Suppose that a random variable $Y$ has a probability density function given by

$$f_Y(y) = \begin{cases} k y^3 e^{-y/2} & y > 0, \\ 0 & {\rm otherwise.} \end{cases}$$

a. Find the value of $k$ that makes $f_Y(y)$ a density function.

d. What is the probability that Y lies within 2 standard deviations of its mean?

My approach:

a. $$F(\infty) = \int_0^\infty k y^3 e^{-y/2} \, dy = 1.$$ I'm assuming if I carry out the rest of the integration and solve for $k$, this would make $f(y)$ a density function. Is this correct?

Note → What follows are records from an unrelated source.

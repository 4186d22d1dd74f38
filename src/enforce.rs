//! Enforcement adapters.
//!
//! Actual application blocking is an external capability: `CommandEnforcer`
//! shells out to a configured blocker program with the user id and the
//! comma-joined allowed-app list (empty list clears restrictions).
//! `NullEnforcer` is the default when no command is configured.

use std::process::Command;

use anyhow::{Context, Result};
use tracing::debug;

use crate::ports::EnforcementPort;

/// No-op enforcement for setups without a blocker hook.
#[derive(Debug, Default)]
pub struct NullEnforcer;

impl EnforcementPort for NullEnforcer {
    fn set_allowed_apps(&self, user_id: &str, allowed_apps: &[String]) -> Result<()> {
        debug!(user = user_id, apps = ?allowed_apps, "no enforcement hook configured");
        Ok(())
    }

    fn clear(&self, user_id: &str) -> Result<()> {
        debug!(user = user_id, "no enforcement hook configured");
        Ok(())
    }
}

/// Shells out to an external blocker command.
pub struct CommandEnforcer {
    program: String,
}

impl CommandEnforcer {
    pub fn new(program: String) -> Self {
        Self { program }
    }

    fn run(&self, user_id: &str, apps_arg: &str) -> Result<()> {
        let output = Command::new(&self.program)
            .arg(user_id)
            .arg(apps_arg)
            .output()
            .with_context(|| format!("failed to run enforcement command '{}'", self.program))?;
        if !output.status.success() {
            anyhow::bail!(
                "enforcement command '{}' exited with {}: {}",
                self.program,
                output.status,
                String::from_utf8_lossy(&output.stderr).trim()
            );
        }
        Ok(())
    }
}

impl EnforcementPort for CommandEnforcer {
    fn set_allowed_apps(&self, user_id: &str, allowed_apps: &[String]) -> Result<()> {
        self.run(user_id, &allowed_apps.join(","))
    }

    fn clear(&self, user_id: &str) -> Result<()> {
        self.run(user_id, "")
    }
}
//! Enforcement sessions and the session store.
//!
//! One `EnforcementSession` exists per user per day while the morning plan
//! is outstanding. The store is the only mutable shared state in the engine:
//! a single mutex over the session map with short critical sections, every
//! mutation written through to the durable store before the lock drops.
//! That serializes a scheduler sweep against a manual completion or bypass
//! arriving concurrently for the same user.

use std::collections::HashMap;
use std::sync::{Arc, Mutex};

use chrono::{DateTime, Utc};
use serde::{Deserialize, Serialize};
use tracing::debug;

use crate::catalog::{MAX_LEVEL, MIN_LEVEL};
use crate::error::{EngineError, EngineResult};
use crate::store::StateStore;

/// Why a level transition happened. Reductions are only legal for the
/// explicitly reducing reasons; everything else is escalate-or-noop.
#[derive(Debug, Clone, Copy, PartialEq, Eq)]
pub enum LevelChangeReason {
    /// Deterministic time-based escalation from the sweep.
    TimeElapsed,
    /// The user accepted an adaptive suggestion.
    SuggestionAccepted,
    /// An emergency bypass dropped the level temporarily.
    BypassGranted,
    /// A bypass expired and the level was restored.
    BypassExpired,
    /// Hijack confirmation was declined; pinned to the Insist cap.
    HijackDeclined,
}

impl LevelChangeReason {
    pub fn as_str(&self) -> &'static str {
        match self {
            LevelChangeReason::TimeElapsed => "time_elapsed",
            LevelChangeReason::SuggestionAccepted => "suggestion_accepted",
            LevelChangeReason::BypassGranted => "bypass_granted",
            LevelChangeReason::BypassExpired => "bypass_expired",
            LevelChangeReason::HijackDeclined => "hijack_declined",
        }
    }

    /// Whether this reason may lower the current level. Silent decay is
    /// never allowed; reductions must be one of these explicit transitions.
    fn allows_reduction(&self) -> bool {
        matches!(
            self,
            LevelChangeReason::SuggestionAccepted
                | LevelChangeReason::BypassGranted
                | LevelChangeReason::HijackDeclined
        )
    }
}

/// An adaptive suggestion awaiting the user's accept/decline.
#[derive(Debug, Clone, Serialize, Deserialize)]
pub struct PendingSuggestion {
    pub suggested_level: u8,
    pub delta: i8,
    pub raw_delta: i8,
    pub reason: String,
}

/// One user's enforcement state for the day.
#[derive(Debug, Clone, Serialize)]
pub struct EnforcementSession {
    pub user_id: String,
    pub start_time: DateTime<Utc>,
    pub current_level: u8,
    pub escalation_count: u32,
    pub last_escalation_time: Option<DateTime<Utc>>,
    pub bypass_request_count: u32,
    pub completed: bool,
    pub completion_time: Option<DateTime<Utc>>,
    pub pending_suggestion: Option<PendingSuggestion>,
    /// A hijack activation is waiting on user confirmation.
    pub hijack_pending_confirmation: bool,
    /// Hijack was confirmed once this session; later activations (after a
    /// bypass, or tightening 9 → 10) need no second confirmation.
    pub hijack_confirmed: bool,
    /// Hijack was declined this session; the sweep holds the level at the
    /// Insist cap and re-prompts instead of re-entering the Hijack band.
    pub hijack_declined: bool,
}

impl EnforcementSession {
    pub fn new(user_id: String, initial_level: u8, now: DateTime<Utc>) -> Self {
        Self {
            user_id,
            start_time: now,
            current_level: initial_level,
            escalation_count: 0,
            last_escalation_time: None,
            bypass_request_count: 0,
            completed: false,
            completion_time: None,
            pending_suggestion: None,
            hijack_pending_confirmation: false,
            hijack_confirmed: false,
            hijack_declined: false,
        }
    }

    /// Whole minutes since the session opened. Always recomputed from
    /// `start_time`, never from a tick counter, so missed or duplicated
    /// sweeps can't skew escalation.
    pub fn elapsed_minutes(&self, now: DateTime<Utc>) -> u32 {
        let minutes = (now - self.start_time).num_minutes();
        minutes.max(0) as u32
    }
}

/// Outcome of an `apply_level` call.
#[derive(Debug, Clone, PartialEq, Eq)]
pub struct LevelChange {
    pub user_id: String,
    pub from: u8,
    pub to: u8,
    /// False when the call was a safe no-op (duplicate tick, stale target).
    pub changed: bool,
}

/// Session map guarded by one mutex, persisted write-through.
pub struct SessionStore {
    sessions: Mutex<HashMap<String, EnforcementSession>>,
    store: Arc<StateStore>,
}

impl SessionStore {
    /// Load persisted sessions so enforcement resumes across restarts.
    pub fn new(store: Arc<StateStore>) -> EngineResult<Self> {
        let mut sessions = HashMap::new();
        for session in store.load_sessions()? {
            if !session.completed {
                sessions.insert(session.user_id.clone(), session);
            }
        }
        Ok(Self {
            sessions: Mutex::new(sessions),
            store,
        })
    }

    /// Snapshot of a user's session, if one is active.
    pub fn get(&self, user_id: &str) -> Option<EnforcementSession> {
        self.sessions.lock().unwrap().get(user_id).cloned()
    }

    /// Users with an active session, for the sweep.
    pub fn active_users(&self) -> Vec<String> {
        self.sessions.lock().unwrap().keys().cloned().collect()
    }

    /// Open a session for the day's planning obligation.
    pub fn start(
        &self,
        user_id: &str,
        initial_level: u8,
        now: DateTime<Utc>,
    ) -> EngineResult<EnforcementSession> {
        validate_level(initial_level)?;
        let mut sessions = self.sessions.lock().unwrap();
        if sessions.contains_key(user_id) {
            return Err(EngineError::SessionAlreadyActive(user_id.to_string()));
        }
        let session = EnforcementSession::new(user_id.to_string(), initial_level, now);
        self.store.upsert_session(&session)?;
        sessions.insert(user_id.to_string(), session.clone());
        debug!(user = user_id, level = initial_level, "session started");
        Ok(session)
    }

    /// Apply a level transition.
    ///
    /// A target at or below the current level is a safe no-op unless the
    /// reason explicitly permits reduction. Escalations bump the counter
    /// and timestamp; every real change lands in the audit table.
    pub fn apply_level(
        &self,
        user_id: &str,
        new_level: u8,
        reason: LevelChangeReason,
        now: DateTime<Utc>,
    ) -> EngineResult<LevelChange> {
        validate_level(new_level)?;
        let mut sessions = self.sessions.lock().unwrap();
        let session = sessions
            .get_mut(user_id)
            .ok_or_else(|| EngineError::SessionNotFound(user_id.to_string()))?;

        let from = session.current_level;
        let is_noop =
            new_level == from || (new_level < from && !reason.allows_reduction());
        if is_noop {
            return Ok(LevelChange {
                user_id: user_id.to_string(),
                from,
                to: from,
                changed: false,
            });
        }

        session.current_level = new_level;
        if new_level > from {
            session.escalation_count += 1;
            session.last_escalation_time = Some(now);
        }
        self.store.upsert_session(session)?;
        self.store
            .record_transition(user_id, now, from, new_level, reason.as_str())?;
        debug!(
            user = user_id,
            from,
            to = new_level,
            reason = reason.as_str(),
            "level applied"
        );
        Ok(LevelChange {
            user_id: user_id.to_string(),
            from,
            to: new_level,
            changed: true,
        })
    }

    /// Mark the session complete and remove it from the store.
    pub fn complete(
        &self,
        user_id: &str,
        now: DateTime<Utc>,
    ) -> EngineResult<EnforcementSession> {
        let mut sessions = self.sessions.lock().unwrap();
        let mut session = sessions
            .remove(user_id)
            .ok_or_else(|| EngineError::SessionNotFound(user_id.to_string()))?;
        session.completed = true;
        session.completion_time = Some(now);
        self.store.delete_session(user_id)?;
        debug!(user = user_id, level = session.current_level, "session completed");
        Ok(session)
    }

    /// Clear every session at the calendar-day boundary.
    pub fn daily_reset(&self) -> EngineResult<usize> {
        let mut sessions = self.sessions.lock().unwrap();
        let cleared = sessions.len();
        sessions.clear();
        self.store.clear_all()?;
        Ok(cleared)
    }

    /// Mutate one session under the lock and persist the result.
    pub fn update<F>(&self, user_id: &str, mutate: F) -> EngineResult<EnforcementSession>
    where
        F: FnOnce(&mut EnforcementSession),
    {
        let mut sessions = self.sessions.lock().unwrap();
        let session = sessions
            .get_mut(user_id)
            .ok_or_else(|| EngineError::SessionNotFound(user_id.to_string()))?;
        mutate(session);
        self.store.upsert_session(session)?;
        Ok(session.clone())
    }

    /// Remove and return the pending suggestion, if any.
    pub fn take_pending_suggestion(
        &self,
        user_id: &str,
    ) -> EngineResult<Option<PendingSuggestion>> {
        let mut sessions = self.sessions.lock().unwrap();
        let session = sessions
            .get_mut(user_id)
            .ok_or_else(|| EngineError::SessionNotFound(user_id.to_string()))?;
        let pending = session.pending_suggestion.take();
        self.store.upsert_session(session)?;
        Ok(pending)
    }
}

fn validate_level(level: u8) -> EngineResult<()> {
    if !(MIN_LEVEL..=MAX_LEVEL).contains(&level) {
        return Err(EngineError::InvalidLevel(level));
    }
    Ok(())
}

#[cfg(test)]
mod tests {
    use super::*;
    use chrono::TimeZone;

    fn t0() -> DateTime<Utc> {
        Utc.with_ymd_and_hms(2026, 3, 2, 7, 0, 0).unwrap()
    }

    fn store() -> SessionStore {
        SessionStore::new(Arc::new(StateStore::open_in_memory().unwrap())).unwrap()
    }

    #[test]
    fn start_creates_and_duplicate_start_fails() {
        let sessions = store();
        let s = sessions.start("ada", 2, t0()).unwrap();
        assert_eq!(s.current_level, 2);
        assert_eq!(s.escalation_count, 0);

        let err = sessions.start("ada", 2, t0()).unwrap_err();
        assert!(matches!(err, EngineError::SessionAlreadyActive(_)));
    }

    #[test]
    fn escalation_bumps_counter_and_timestamp() {
        let sessions = store();
        sessions.start("ada", 2, t0()).unwrap();
        let later = t0() + chrono::Duration::minutes(31);

        let change = sessions
            .apply_level("ada", 3, LevelChangeReason::TimeElapsed, later)
            .unwrap();
        assert!(change.changed);
        assert_eq!((change.from, change.to), (2, 3));

        let s = sessions.get("ada").unwrap();
        assert_eq!(s.escalation_count, 1);
        assert_eq!(s.last_escalation_time, Some(later));
    }

    #[test]
    fn stale_target_is_a_noop_not_a_reduction() {
        let sessions = store();
        sessions.start("ada", 5, t0()).unwrap();

        let change = sessions
            .apply_level("ada", 3, LevelChangeReason::TimeElapsed, t0())
            .unwrap();
        assert!(!change.changed);
        assert_eq!(sessions.get("ada").unwrap().current_level, 5);
    }

    #[test]
    fn duplicate_tick_is_idempotent() {
        let sessions = store();
        sessions.start("ada", 2, t0()).unwrap();
        let later = t0() + chrono::Duration::minutes(31);

        sessions
            .apply_level("ada", 3, LevelChangeReason::TimeElapsed, later)
            .unwrap();
        let second = sessions
            .apply_level("ada", 3, LevelChangeReason::TimeElapsed, later)
            .unwrap();
        assert!(!second.changed);

        let s = sessions.get("ada").unwrap();
        assert_eq!(s.current_level, 3);
        assert_eq!(s.escalation_count, 1, "no double-escalation");
    }

    #[test]
    fn explicit_reduction_reasons_are_honored() {
        let sessions = store();
        sessions.start("ada", 2, t0()).unwrap();
        sessions
            .apply_level("ada", 9, LevelChangeReason::TimeElapsed, t0())
            .unwrap();

        let change = sessions
            .apply_level("ada", 6, LevelChangeReason::BypassGranted, t0())
            .unwrap();
        assert!(change.changed);
        assert_eq!(sessions.get("ada").unwrap().current_level, 6);

        let change = sessions
            .apply_level("ada", 5, LevelChangeReason::SuggestionAccepted, t0())
            .unwrap();
        assert!(change.changed);
        assert_eq!(sessions.get("ada").unwrap().current_level, 5);
    }

    #[test]
    fn invalid_levels_are_rejected() {
        let sessions = store();
        sessions.start("ada", 2, t0()).unwrap();
        assert!(matches!(
            sessions.apply_level("ada", 0, LevelChangeReason::TimeElapsed, t0()),
            Err(EngineError::InvalidLevel(0))
        ));
        assert!(matches!(
            sessions.apply_level("ada", 11, LevelChangeReason::TimeElapsed, t0()),
            Err(EngineError::InvalidLevel(11))
        ));
        assert!(matches!(
            sessions.start("bo", 0, t0()),
            Err(EngineError::InvalidLevel(0))
        ));
    }

    #[test]
    fn complete_removes_the_session() {
        let sessions = store();
        sessions.start("ada", 2, t0()).unwrap();
        let done = sessions.complete("ada", t0()).unwrap();
        assert!(done.completed);
        assert_eq!(done.completion_time, Some(t0()));
        assert!(sessions.get("ada").is_none());

        let err = sessions
            .apply_level("ada", 5, LevelChangeReason::TimeElapsed, t0())
            .unwrap_err();
        assert!(matches!(err, EngineError::SessionNotFound(_)));
    }

    #[test]
    fn daily_reset_clears_everything() {
        let sessions = store();
        sessions.start("ada", 2, t0()).unwrap();
        sessions.start("bo", 2, t0()).unwrap();
        assert_eq!(sessions.daily_reset().unwrap(), 2);
        assert!(sessions.active_users().is_empty());
    }

    #[test]
    fn sessions_survive_restart_via_store() {
        let backing = Arc::new(StateStore::open_in_memory().unwrap());
        {
            let sessions = SessionStore::new(Arc::clone(&backing)).unwrap();
            sessions.start("ada", 2, t0()).unwrap();
            sessions
                .apply_level("ada", 5, LevelChangeReason::TimeElapsed, t0())
                .unwrap();
        }
        let reloaded = SessionStore::new(backing).unwrap();
        let s = reloaded.get("ada").unwrap();
        assert_eq!(s.current_level, 5);
        assert_eq!(s.start_time, t0());
    }

    #[test]
    fn elapsed_minutes_recomputes_from_start_time() {
        let s = EnforcementSession::new("ada".to_string(), 2, t0());
        assert_eq!(s.elapsed_minutes(t0()), 0);
        assert_eq!(s.elapsed_minutes(t0() + chrono::Duration::minutes(31)), 31);
        // Clock skew backwards never underflows.
        assert_eq!(s.elapsed_minutes(t0() - chrono::Duration::minutes(5)), 0);
    }
}
//! Escalation scheduler — the periodic sweep over active sessions.
//!
//! The sweep is responsible for:
//! - reconciling expired bypass grants (authoritative even if the
//!   dedicated timer was missed),
//! - retrying enforcement calls that failed earlier,
//! - recomputing each session's time-based target level and applying it
//!   when it exceeds the current level,
//! - gating hijack activation (the app restriction, not the level itself)
//!   behind explicit confirmation,
//! - turning pushed pattern signals into pending suggestions.
//!
//! Every pass recomputes elapsed time from the session's `start_time`, so
//! duplicate or missed ticks are safe: a stale target is a no-op and a
//! late tick lands on the same level a punctual one would have.

use std::sync::Arc;

use chrono::{DateTime, Local, Timelike, Utc};
use tracing::{debug, info};

use crate::bypass::{BypassManager, BypassReversion};
use crate::catalog::{HIJACK_THRESHOLD, MAX_INSIST_LEVEL, level_info};
use crate::error::{EngineError, EngineResult};
use crate::hijack::HijackController;
use crate::log::{LogEvent, TransitionLog};
use crate::policy::{self, EscalationSchedule, PatternSignal, SideSignal};
use crate::ports::{Notification, NotificationAction, NotifyQueue, Urgency};
use crate::session::{LevelChange, LevelChangeReason, PendingSuggestion, SessionStore};

/// Local-time hours inside which the sweep escalates.
#[derive(Debug, Clone, Copy)]
pub struct EnforcementWindow {
    pub start_hour: u32,
    pub end_hour: u32,
}

impl EnforcementWindow {
    pub fn contains(&self, now: DateTime<Local>) -> bool {
        let hour = now.hour();
        self.start_hour <= hour && hour < self.end_hour
    }
}

/// What one sweep pass did.
#[derive(Debug, Default)]
pub struct SweepOutcome {
    /// Active sessions examined.
    pub sessions: usize,
    /// Time-based escalations applied.
    pub escalated: Vec<LevelChange>,
    /// Bypass grants reverted by this pass.
    pub reverted: Vec<BypassReversion>,
    /// Users prompted (or re-prompted) for hijack confirmation.
    pub hijack_prompts: Vec<String>,
    /// True when the pass ran outside the enforcement window and skipped
    /// escalation (bypass reconcile still ran).
    pub outside_window: bool,
}

/// Result of handling a batch of pattern signals.
#[derive(Debug, Clone)]
pub struct PatternOutcome {
    pub suggestion: Option<PendingSuggestion>,
    pub side_signals: Vec<SideSignal>,
}

pub struct EscalationScheduler {
    sessions: Arc<SessionStore>,
    hijack: Arc<HijackController>,
    bypass: Arc<BypassManager>,
    schedule: EscalationSchedule,
    notify: Arc<NotifyQueue>,
    log: Arc<TransitionLog>,
    window: EnforcementWindow,
}

impl EscalationScheduler {
    pub fn new(
        sessions: Arc<SessionStore>,
        hijack: Arc<HijackController>,
        bypass: Arc<BypassManager>,
        schedule: EscalationSchedule,
        notify: Arc<NotifyQueue>,
        log: Arc<TransitionLog>,
        window: EnforcementWindow,
    ) -> Self {
        Self {
            sessions,
            hijack,
            bypass,
            schedule,
            notify,
            log,
            window,
        }
    }

    pub fn schedule(&self) -> &EscalationSchedule {
        &self.schedule
    }

    /// Revert expired bypass grants and restore hijack state where the
    /// restored level lands back in the Hijack band.
    ///
    /// Called by both the daemon's timer loop and every sweep, so an
    /// elapsed expiry is observed even when one trigger is lost.
    pub fn reconcile(&self, now_utc: DateTime<Utc>) -> EngineResult<Vec<BypassReversion>> {
        let reverted = self.bypass.reconcile(&self.sessions, &self.schedule, now_utc)?;
        for reversion in &reverted {
            self.log.log(LogEvent::BypassReverted {
                user_id: reversion.user_id.clone(),
                restored_level: reversion.restored_level,
            })
            .ok();
            self.notify_level(&reversion.user_id, reversion.restored_level, Urgency::High, vec![]);

            if reversion.restored_level >= HIJACK_THRESHOLD {
                let Some(session) = self.sessions.get(&reversion.user_id) else {
                    continue;
                };
                if session.hijack_confirmed {
                    // Confirmed earlier this session; re-engage directly.
                    let state = self.hijack.activate(&reversion.user_id, reversion.restored_level);
                    self.log.log(LogEvent::HijackActivated {
                        user_id: reversion.user_id.clone(),
                        level: reversion.restored_level,
                        allowed_apps: state.allowed_apps,
                    })
                    .ok();
                } else {
                    self.prompt_hijack(&reversion.user_id, reversion.restored_level)?;
                }
            }
        }
        Ok(reverted)
    }

    /// One sweep pass.
    pub fn sweep(&self, now: DateTime<Local>) -> EngineResult<SweepOutcome> {
        let now_utc = now.with_timezone(&Utc);
        let mut outcome = SweepOutcome::default();

        // Expired bypasses revert regardless of the window.
        outcome.reverted = self.reconcile(now_utc)?;

        self.hijack.retry_failed();

        if !self.window.contains(now) {
            debug!(hour = now.hour(), "outside enforcement window, escalation skipped");
            outcome.outside_window = true;
            return Ok(outcome);
        }

        for user_id in self.sessions.active_users() {
            let Some(session) = self.sessions.get(&user_id) else {
                continue;
            };
            if session.completed {
                continue;
            }
            outcome.sessions += 1;

            // A live bypass holds the level down until reconcile restores it.
            if self.bypass.active_grant(&user_id).is_some() {
                continue;
            }

            let elapsed = session.elapsed_minutes(now_utc);
            let target = self.schedule.target_level_for_elapsed(elapsed);
            if target <= session.current_level && !session.hijack_pending_confirmation {
                continue;
            }

            if target >= HIJACK_THRESHOLD
                && !self.hijack.is_active(&user_id)
                && !session.hijack_confirmed
            {
                if session.hijack_declined {
                    // Declined earlier this session: hold at the Insist cap
                    // and keep asking.
                    let capped = target.min(MAX_INSIST_LEVEL);
                    if capped > session.current_level {
                        let change = self.sessions.apply_level(
                            &user_id,
                            capped,
                            LevelChangeReason::TimeElapsed,
                            now_utc,
                        )?;
                        if change.changed {
                            self.log_level_change(&change, LevelChangeReason::TimeElapsed);
                            outcome.escalated.push(change);
                        }
                    }
                } else {
                    // The level itself is time-driven; only the app
                    // restriction waits for confirmation.
                    let change = self.sessions.apply_level(
                        &user_id,
                        target,
                        LevelChangeReason::TimeElapsed,
                        now_utc,
                    )?;
                    if change.changed {
                        self.log_level_change(&change, LevelChangeReason::TimeElapsed);
                        outcome.escalated.push(change);
                    }
                }
                self.prompt_hijack(&user_id, target)?;
                outcome.hijack_prompts.push(user_id.clone());
                continue;
            }

            let change = self.sessions.apply_level(
                &user_id,
                target,
                LevelChangeReason::TimeElapsed,
                now_utc,
            )?;
            if change.changed {
                self.log_level_change(&change, LevelChangeReason::TimeElapsed);
                if target >= HIJACK_THRESHOLD {
                    // Already confirmed earlier this session; tighten in place.
                    let state = self.hijack.activate(&user_id, target);
                    self.log.log(LogEvent::HijackActivated {
                        user_id: user_id.clone(),
                        level: target,
                        allowed_apps: state.allowed_apps,
                    })
                    .ok();
                }
                let urgency = urgency_for_level(target);
                self.notify_level(&user_id, target, urgency, vec![]);
                outcome.escalated.push(change);
            }
        }

        self.log.log(LogEvent::SweepCompleted {
            sessions: outcome.sessions,
            escalated: outcome.escalated.len(),
            reverted: outcome.reverted.len(),
        })
        .ok();
        Ok(outcome)
    }

    /// Handle pushed pattern signals for a user.
    ///
    /// Adaptive changes are suggestions only: any nonzero net delta is
    /// surfaced with accept/decline actions and waits for the user;
    /// nothing is applied here.
    pub fn handle_patterns(
        &self,
        user_id: &str,
        signals: &[PatternSignal],
        now: DateTime<Utc>,
    ) -> EngineResult<PatternOutcome> {
        let session = self
            .sessions
            .get(user_id)
            .ok_or_else(|| EngineError::SessionNotFound(user_id.to_string()))?;

        let assessment = policy::assess_patterns(signals, session.current_level);

        for side in &assessment.side_signals {
            match side {
                SideSignal::PostHyperfocusSupport => {
                    self.log.log(LogEvent::HyperfocusSupportScheduled {
                        user_id: user_id.to_string(),
                    })
                    .ok();
                    self.notify.push(Notification {
                        user_id: user_id.to_string(),
                        level: session.current_level,
                        message: "hyperfocus noticed — a check-in will follow when it breaks"
                            .to_string(),
                        urgency: Urgency::Low,
                        actions: vec![],
                    });
                }
            }
        }

        if assessment.delta == 0 {
            return Ok(PatternOutcome {
                suggestion: None,
                side_signals: assessment.side_signals,
            });
        }

        let suggested_level = (session.current_level as i16 + assessment.delta as i16) as u8;
        let pending = PendingSuggestion {
            suggested_level,
            delta: assessment.delta,
            raw_delta: assessment.raw_delta,
            reason: summarize_signals(signals),
        };
        self.sessions.update(user_id, |s| {
            s.pending_suggestion = Some(pending.clone());
        })?;

        self.log.log(LogEvent::SuggestionRaised {
            user_id: user_id.to_string(),
            current_level: session.current_level,
            suggested_level,
            delta: assessment.delta,
        })
        .ok();

        let urgency = if assessment.raw_delta.unsigned_abs() >= 2 {
            Urgency::High
        } else {
            Urgency::Normal
        };
        let direction = if assessment.delta > 0 { "raise" } else { "lower" };
        self.notify.push(Notification {
            user_id: user_id.to_string(),
            level: session.current_level,
            message: format!(
                "{} suggests we {direction} enforcement to level {suggested_level}",
                pending.reason
            ),
            urgency,
            actions: vec![
                NotificationAction::new("suggestion:accept", "Accept"),
                NotificationAction::new("suggestion:decline", "Keep current"),
            ],
        });
        info!(
            user = user_id,
            delta = assessment.delta,
            suggested_level,
            "suggestion surfaced"
        );

        Ok(PatternOutcome {
            suggestion: Some(pending),
            side_signals: assessment.side_signals,
        })
    }

    /// Ask (or re-ask) the user to confirm entry into the Hijack band.
    fn prompt_hijack(&self, user_id: &str, target: u8) -> EngineResult<()> {
        self.sessions.update(user_id, |s| {
            s.hijack_pending_confirmation = true;
        })?;
        self.log.log(LogEvent::HijackRequested {
            user_id: user_id.to_string(),
            level: target,
        })
        .ok();
        self.notify.push(Notification {
            user_id: user_id.to_string(),
            level: target,
            message: format!(
                "planning is badly overdue — confirm focus lockdown at level {target}?"
            ),
            urgency: Urgency::Critical,
            actions: vec![
                NotificationAction::new("hijack:confirm", "Confirm"),
                NotificationAction::new("hijack:decline", "Decline"),
            ],
        });
        Ok(())
    }

    fn log_level_change(&self, change: &LevelChange, reason: LevelChangeReason) {
        self.log.log(LogEvent::LevelChanged {
            user_id: change.user_id.clone(),
            from: change.from,
            to: change.to,
            reason: reason.as_str().to_string(),
        })
        .ok();
    }

    fn notify_level(
        &self,
        user_id: &str,
        level: u8,
        urgency: Urgency,
        actions: Vec<NotificationAction>,
    ) {
        let message = level_info(level)
            .map(|info| info.consequence.to_string())
            .unwrap_or_else(|_| format!("enforcement level is now {level}"));
        self.notify.push(Notification {
            user_id: user_id.to_string(),
            level,
            message,
            urgency,
            actions,
        });
    }
}

fn urgency_for_level(level: u8) -> Urgency {
    match level {
        1..=2 => Urgency::Low,
        3..=6 => Urgency::Normal,
        7..=8 => Urgency::High,
        _ => Urgency::Critical,
    }
}

fn summarize_signals(signals: &[PatternSignal]) -> String {
    let mut parts: Vec<String> = signals
        .iter()
        .map(|s| {
            let kind = match s.kind {
                policy::PatternKind::Procrastination => "procrastination",
                policy::PatternKind::Overwhelm => "overwhelm",
                policy::PatternKind::TaskSwitching => "task-switching",
                policy::PatternKind::Hyperfocus => "hyperfocus",
            };
            match s.severity {
                policy::Severity::Severe => format!("severe {kind}"),
                policy::Severity::Moderate => kind.to_string(),
            }
        })
        .collect();
    parts.dedup();
    parts.join(" + ")
}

d. I am not exactly sure how to start d. Any suggestions?

  • $\begingroup$ Yes, that's the correct start for $(a)$. $\endgroup$ – user61527 Feb 14 '14 at 3:10
  • $\begingroup$ Great! Any ideas for d? $\endgroup$ – Jebediah Feb 14 '14 at 3:12
  • 1
    $\begingroup$ Write down (and evaluate) integrals for the mean $\mu$ and standard deviation $\sigma$. Then evaluate $$\int_{\mu - 2\sigma}^{\mu + 2\sigma} f(y) dy$$ $\endgroup$ – user61527 Feb 14 '14 at 3:14
  • $\begingroup$ @Jebediah: Calculate the mean E(X), the standard deviation E(x-E(X)), etc. $\endgroup$ – user99680 Feb 14 '14 at 3:14
  • $\begingroup$ @user99680 How does that help? $\endgroup$ – Jebediah Feb 14 '14 at 3:34

In the same way as "a.", we can calculate $\mu=E[Y]$ and $E[Y^2]$.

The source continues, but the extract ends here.